В роли городничего К. Лавров, в роли Хлопова Н. Трофимов, в роли Гибнера А. Пальму, в роли Земляники В. Кузнецов
Не знаю, что для Лаврова в этой паузе, образовавшейся по приходе чиновников (он не мог не почувствовать, что они там, у него за спиной), и что дало ему их осторожное шевеление, но, видно, что-то дало и заставило начать речь не энергически и напористо, как могло быть, принимая в расчет обстоятельства, но, напротив, спокойно и веско. Он и в следующей фразе не сбивается на суету и на явный испуг перед тем, что вот-вот должно произойти. А что это произойдет, сомневаться не приходится, и веское тому доказательство – не только письмо Андрея Ивановича Чмыхова, но и другие, не менее важные знаки. «Я как будто предчувствовал: сегодня мне всю ночь снились какие-то две необыкновенные крысы… черные, неестественной величины! пришли, понюхали – и пошли прочь».
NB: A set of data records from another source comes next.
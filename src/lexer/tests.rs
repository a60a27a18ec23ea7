//! Unit tests for the lexer module.
//!
//! This module contains tests for tokenization including:
//! - Keywords and identifiers
//! - Numeric literals (integers, floats, radix forms)
//! - The string literal forms and escape processing
//! - Variables, special variables and flags
//! - Operators, pipes and punctuation
//! - Comments and terminators
//! - Invalid input

use proptest::prelude::*;

use super::{
    lexer::{describe_invalid, string_value, tokenize, unescape},
    tokens::{is_builtin_command, TokenKind},
};
use crate::errors::errors::ErrorImpl;

fn kinds(source: &str) -> Vec<TokenKind> {
    tokenize(source).iter().map(|t| t.kind).collect()
}

#[test]
fn test_tokenize_keywords() {
    let tokens = tokenize("let const set fn macro alias object enum test use from import source as");

    assert_eq!(tokens[0].kind, TokenKind::Let);
    assert_eq!(tokens[1].kind, TokenKind::Const);
    assert_eq!(tokens[2].kind, TokenKind::Set);
    assert_eq!(tokens[3].kind, TokenKind::Fn);
    assert_eq!(tokens[4].kind, TokenKind::Macro);
    assert_eq!(tokens[5].kind, TokenKind::Alias);
    assert_eq!(tokens[6].kind, TokenKind::Object);
    assert_eq!(tokens[7].kind, TokenKind::Enum);
    assert_eq!(tokens[8].kind, TokenKind::Test);
    assert_eq!(tokens[9].kind, TokenKind::Use);
    assert_eq!(tokens[10].kind, TokenKind::From);
    assert_eq!(tokens[11].kind, TokenKind::Import);
    assert_eq!(tokens[12].kind, TokenKind::Source);
    assert_eq!(tokens[13].kind, TokenKind::As);
    assert_eq!(tokens[14].kind, TokenKind::EOF);
}

#[test]
fn test_tokenize_control_flow_keywords() {
    assert_eq!(
        kinds("if elif else for in while loop match try catch return break continue"),
        vec![
            TokenKind::If,
            TokenKind::Elif,
            TokenKind::Else,
            TokenKind::For,
            TokenKind::In,
            TokenKind::While,
            TokenKind::Loop,
            TokenKind::Match,
            TokenKind::Try,
            TokenKind::Catch,
            TokenKind::Return,
            TokenKind::Break,
            TokenKind::Continue,
            TokenKind::EOF,
        ]
    );
}

#[test]
fn test_tokenize_identifiers() {
    let tokens = tokenize("foo bar baz_123 _underscore CamelCase");

    assert_eq!(tokens[0].kind, TokenKind::Identifier);
    assert_eq!(tokens[0].value, "foo");
    assert_eq!(tokens[2].value, "baz_123");
    assert_eq!(tokens[3].value, "_underscore");
    assert_eq!(tokens[4].kind, TokenKind::Identifier);
    assert_eq!(tokens[4].value, "CamelCase");
    assert_eq!(tokens[5].kind, TokenKind::EOF);
}

#[test]
fn test_tokenize_numbers() {
    let tokens = tokenize("42 3.14 0 1e6 2.5e-3 0xFF_FF 0b1010_0001 0o755");

    assert_eq!(tokens[0].kind, TokenKind::Integer);
    assert_eq!(tokens[0].value, "42");
    assert_eq!(tokens[1].kind, TokenKind::Float);
    assert_eq!(tokens[1].value, "3.14");
    assert_eq!(tokens[2].kind, TokenKind::Integer);
    assert_eq!(tokens[3].kind, TokenKind::Float);
    assert_eq!(tokens[3].value, "1e6");
    assert_eq!(tokens[4].kind, TokenKind::Float);
    assert_eq!(tokens[4].value, "2.5e-3");
    assert_eq!(tokens[5].kind, TokenKind::Integer);
    assert_eq!(tokens[5].value, "0xFF_FF");
    assert_eq!(tokens[6].value, "0b1010_0001");
    assert_eq!(tokens[7].value, "0o755");
    assert_eq!(tokens[8].kind, TokenKind::EOF);
}

#[test]
fn test_float_requires_fraction_digits() {
    // `1..5` is a range, not the float `1.` followed by `.5`
    assert_eq!(
        kinds("1..5"),
        vec![TokenKind::Integer, TokenKind::DotDot, TokenKind::Integer, TokenKind::EOF]
    );
    assert_eq!(
        kinds("1..=5"),
        vec![TokenKind::Integer, TokenKind::DotDotEquals, TokenKind::Integer, TokenKind::EOF]
    );
}

#[test]
fn test_digits_after_member_dot_are_not_a_float() {
    assert_eq!(
        kinds("$t.0.1"),
        vec![
            TokenKind::Variable,
            TokenKind::Dot,
            TokenKind::Integer,
            TokenKind::Dot,
            TokenKind::Integer,
            TokenKind::EOF
        ]
    );
    // A range end is still a float
    assert_eq!(
        kinds("1..2.5"),
        vec![TokenKind::Integer, TokenKind::DotDot, TokenKind::Float, TokenKind::EOF]
    );
}

#[test]
fn test_tokenize_strings() {
    let tokens = tokenize(r#""hello" 'world' r"raw\n" `tick`"#);

    assert_eq!(tokens[0].kind, TokenKind::String);
    assert_eq!(string_value(&tokens[0]), "hello");
    assert_eq!(tokens[1].kind, TokenKind::SingleString);
    assert_eq!(string_value(&tokens[1]), "world");
    assert_eq!(tokens[2].kind, TokenKind::RawString);
    assert_eq!(string_value(&tokens[2]), "raw\\n");
    assert_eq!(tokens[3].kind, TokenKind::BacktickString);
    assert_eq!(string_value(&tokens[3]), "tick");
    assert_eq!(tokens[4].kind, TokenKind::EOF);
}

#[test]
fn test_triple_quoted_string_wins_over_empty_string() {
    let tokens = tokenize(r#""""she said "hi" and ""ok"" """"#);

    assert_eq!(tokens[0].kind, TokenKind::TripleString);
    assert_eq!(string_value(&tokens[0]), r#"she said "hi" and ""ok"" "#);
    assert_eq!(tokens[1].kind, TokenKind::EOF);
}

#[test]
fn test_empty_string() {
    let tokens = tokenize(r#""" x"#);

    assert_eq!(tokens[0].kind, TokenKind::String);
    assert_eq!(string_value(&tokens[0]), "");
    assert_eq!(tokens[1].kind, TokenKind::Identifier);
}

#[test]
fn test_tokenize_string_escapes() {
    let tokens = tokenize(r#""hello\nworld" 'tab\there' "backslash\\" "hex\x41" "quote\"test" "\u{1F600}""#);

    assert_eq!(string_value(&tokens[0]), "hello\nworld");
    assert_eq!(string_value(&tokens[1]), "tab\there");
    assert_eq!(string_value(&tokens[2]), "backslash\\");
    assert_eq!(string_value(&tokens[3]), "hexA");
    assert_eq!(string_value(&tokens[4]), "quote\"test");
    assert_eq!(string_value(&tokens[5]), "\u{1F600}");
}

#[test]
fn test_unescape_keeps_unknown_escapes() {
    assert_eq!(unescape(r"\q"), "\\q");
    assert_eq!(unescape(r"end\"), "end\\");
    assert_eq!(unescape(r"\xZZ"), "\\xZZ");
}

#[test]
fn test_tokenize_variables() {
    let tokens = tokenize("$name $env.HOME $it $_ $err $item $_tmp $(");

    assert_eq!(tokens[0].kind, TokenKind::Variable);
    assert_eq!(tokens[0].value, "$name");
    assert_eq!(tokens[1].kind, TokenKind::EnvVariable);
    assert_eq!(tokens[1].value, "$env.HOME");
    assert_eq!(tokens[2].kind, TokenKind::SpecialVariable);
    assert_eq!(tokens[3].kind, TokenKind::SpecialVariable);
    assert_eq!(tokens[4].kind, TokenKind::SpecialVariable);
    assert_eq!(tokens[5].kind, TokenKind::Variable);
    assert_eq!(tokens[5].value, "$item");
    assert_eq!(tokens[6].kind, TokenKind::Variable);
    assert_eq!(tokens[7].kind, TokenKind::DollarParen);
}

#[test]
fn test_tokenize_flags_in_argument_position() {
    let tokens = tokenize("ls -la --all --depth=2");

    assert_eq!(tokens[0].kind, TokenKind::Identifier);
    assert_eq!(tokens[1].kind, TokenKind::ShortFlag);
    assert_eq!(tokens[1].value, "-la");
    assert_eq!(tokens[2].kind, TokenKind::LongFlag);
    assert_eq!(tokens[2].value, "--all");
    assert_eq!(tokens[3].kind, TokenKind::LongFlag);
    assert_eq!(tokens[3].value, "--depth");
    assert_eq!(tokens[4].kind, TokenKind::Assignment);
    assert_eq!(tokens[5].kind, TokenKind::Integer);
}

#[test]
fn test_minus_is_not_a_flag_after_operand() {
    assert_eq!(
        kinds("$a-b"),
        vec![TokenKind::Variable, TokenKind::Dash, TokenKind::Identifier, TokenKind::EOF]
    );
    assert_eq!(
        kinds("$a - $b"),
        vec![TokenKind::Variable, TokenKind::Dash, TokenKind::Variable, TokenKind::EOF]
    );
}

#[test]
fn test_negative_number_is_dash_and_number() {
    assert_eq!(
        kinds("echo -5"),
        vec![TokenKind::Identifier, TokenKind::Dash, TokenKind::Integer, TokenKind::EOF]
    );
}

#[test]
fn test_tokenize_operators() {
    assert_eq!(
        kinds("+ - * / % == != < > <= >= = && || ?? =~ !~ ++ ! ->"),
        vec![
            TokenKind::Plus,
            TokenKind::Dash,
            TokenKind::Star,
            TokenKind::Slash,
            TokenKind::Percent,
            TokenKind::Equals,
            TokenKind::NotEquals,
            TokenKind::Less,
            TokenKind::Greater,
            TokenKind::LessEquals,
            TokenKind::GreaterEquals,
            TokenKind::Assignment,
            TokenKind::And,
            TokenKind::Or,
            TokenKind::NullCoalesce,
            TokenKind::RegexMatch,
            TokenKind::RegexNotMatch,
            TokenKind::PlusPlus,
            TokenKind::Not,
            TokenKind::Arrow,
            TokenKind::EOF,
        ]
    );
}

#[test]
fn test_tokenize_pipes() {
    assert_eq!(
        kinds("a | b |> c |? d |! e"),
        vec![
            TokenKind::Identifier,
            TokenKind::Pipe,
            TokenKind::Identifier,
            TokenKind::PipeAppend,
            TokenKind::Identifier,
            TokenKind::PipeNullSafe,
            TokenKind::Identifier,
            TokenKind::PipeError,
            TokenKind::Identifier,
            TokenKind::EOF,
        ]
    );
}

#[test]
fn test_tokenize_punctuation() {
    assert_eq!(
        kinds("( ) { } [ ] . , : #{ => ... @ ~"),
        vec![
            TokenKind::OpenParen,
            TokenKind::CloseParen,
            TokenKind::OpenCurly,
            TokenKind::CloseCurly,
            TokenKind::OpenBracket,
            TokenKind::CloseBracket,
            TokenKind::Dot,
            TokenKind::Comma,
            TokenKind::Colon,
            TokenKind::HashCurly,
            TokenKind::FatArrow,
            TokenKind::Ellipsis,
            TokenKind::At,
            TokenKind::Tilde,
            TokenKind::EOF,
        ]
    );
}

#[test]
fn test_process_substitution() {
    assert_eq!(
        kinds("diff <(ls) >(cat)"),
        vec![
            TokenKind::Identifier,
            TokenKind::ProcessIn,
            TokenKind::Identifier,
            TokenKind::CloseParen,
            TokenKind::ProcessOut,
            TokenKind::Identifier,
            TokenKind::CloseParen,
            TokenKind::EOF,
        ]
    );
}

#[test]
fn test_terminators_are_tokens() {
    let tokens = tokenize("a; b\nc\r\nd");

    assert_eq!(tokens[1].kind, TokenKind::Semicolon);
    assert_eq!(tokens[3].kind, TokenKind::Newline);
    assert_eq!(tokens[5].kind, TokenKind::Newline);
    assert_eq!(tokens[5].value, "\r\n");
    assert_eq!(tokens[6].line, 3);
}

#[test]
fn test_line_comments_are_skipped() {
    assert_eq!(
        kinds("a # comment ## still comment\nb"),
        vec![TokenKind::Identifier, TokenKind::Newline, TokenKind::Identifier, TokenKind::EOF]
    );
}

#[test]
fn test_hash_curly_at_line_start_is_a_comment() {
    assert_eq!(
        kinds("#{ note }\necho hi"),
        vec![
            TokenKind::Newline,
            TokenKind::Identifier,
            TokenKind::Identifier,
            TokenKind::EOF
        ]
    );
    assert_eq!(
        kinds("echo hi #{a: 1}"),
        vec![TokenKind::Identifier, TokenKind::Identifier, TokenKind::EOF]
    );
}

#[test]
fn test_hash_curly_opens_a_set_after_an_operator() {
    for source in ["let s = #{1}", "f(#{1})", "[#{1}]", "$a | #{1}", "return #{1}"] {
        assert!(
            kinds(source).contains(&TokenKind::HashCurly),
            "no set opener in {:?}",
            source
        );
    }
}

#[test]
fn test_block_comment_with_interior_hashes() {
    let tokens = tokenize("a ### one # two ## three\nfour ### b");

    assert_eq!(tokens[0].value, "a");
    assert_eq!(tokens[1].value, "b");
    assert_eq!(tokens[1].line, 2);
    assert_eq!(tokens[2].kind, TokenKind::EOF);
}

#[test]
fn test_line_continuation() {
    assert_eq!(
        kinds("ls \\\n  -la"),
        vec![TokenKind::Identifier, TokenKind::ShortFlag, TokenKind::EOF]
    );
}

#[test]
fn test_spans_and_lines() {
    let tokens = tokenize("let x\n  = 10");

    assert_eq!(tokens[0].span.start.0, 0);
    assert_eq!(tokens[0].span.end.0, 3);
    assert_eq!(tokens[1].span.start.0, 4);
    assert_eq!(tokens[3].span.start.0, 8);
    assert_eq!(tokens[3].line, 2);
    assert_eq!(tokens[4].value, "10");
    assert_eq!(tokens[4].span.end.0, 12);
}

#[test]
fn test_invalid_character_does_not_abort() {
    let tokens = tokenize("a & b");

    assert_eq!(tokens[0].kind, TokenKind::Identifier);
    assert_eq!(tokens[1].kind, TokenKind::Invalid);
    assert_eq!(tokens[1].value, "&");
    assert_eq!(tokens[2].kind, TokenKind::Identifier);
    assert_eq!(
        describe_invalid(&tokens[1]),
        ErrorImpl::UnrecognisedToken { token: "&".to_string() }
    );
}

#[test]
fn test_unterminated_string_is_invalid() {
    let tokens = tokenize("echo \"never closed\nnext");

    assert_eq!(tokens[1].kind, TokenKind::Invalid);
    assert_eq!(
        describe_invalid(&tokens[1]),
        ErrorImpl::UnterminatedString { quote: "\"".to_string() }
    );
    assert_eq!(tokens[2].kind, TokenKind::EOF);
}

#[test]
fn test_unterminated_block_comment_is_invalid() {
    let tokens = tokenize("a ### open forever");

    assert_eq!(tokens[1].kind, TokenKind::Invalid);
    assert_eq!(describe_invalid(&tokens[1]), ErrorImpl::UnterminatedComment);
}

#[test]
fn test_builtin_vocabulary() {
    assert!(is_builtin_command("ls"));
    assert!(is_builtin_command("where"));
    assert!(is_builtin_command("to_json"));
    assert!(!is_builtin_command("my_helper"));
    // keywords are not commands
    assert!(!is_builtin_command("test"));
}

proptest! {
    #[test]
    fn tokenize_is_total_and_covers_source(source in "\\PC{0,64}") {
        let tokens = tokenize(&source);

        prop_assert_eq!(tokens.last().map(|t| t.kind), Some(TokenKind::EOF));

        let mut previous_end = 0;
        for token in &tokens {
            prop_assert!(token.span.start.0 >= previous_end);
            prop_assert_eq!(token.span.slice(&source), token.value.as_str());
            previous_end = token.span.end.0;
        }
    }
}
Во сне городничий этих крыс не очень-то испугался, но теперь он и все остальные поняли, что сон, что крысы – все это неспроста, знамение.
«Сообщите о сне информационно, – просит режиссер, – тогда и будет нужное впечатление. Перст судьбы, от которой никуда не уйдешь, – вот что в этом спокойствии должно ощущаться».
«Когда Товстоногов знакомил нас с экспозицией, он очень хорошо истолковал начало пьесы. От этого у меня все и пошло» – говорит Лавров.
Что же было в этой экспозиции, что дало направление актеру и «держало» его до конца?
«Чем можно объяснить стремительность развития действия, общую слепоту, загипнотизированность, каскад ошибок, совершаемых городничим и его присными? – говорит Товстоногов. – В сочетании реальности с фантасмагорией заключена тайна „Ревизора“. Все объяснимо, и все в то же время фантастично, призрачно; есть еще какая-то сила, которая управляет событиями пьесы, героями пьесы, их жизнью. Эта сила вполне реальна – полицейская машина управления царской Россией. Но в художественном отношении – это сила, взятая в синтезе, в обобщении. Окрашивая и проникая во все поры произведения, она вызывает к жизни фантастический реализм. Инфернальность, наваждение попробуем искать через умного, здравомыслящего человека, крепко стоящего на ногах, каким, на мой взгляд, является городничий».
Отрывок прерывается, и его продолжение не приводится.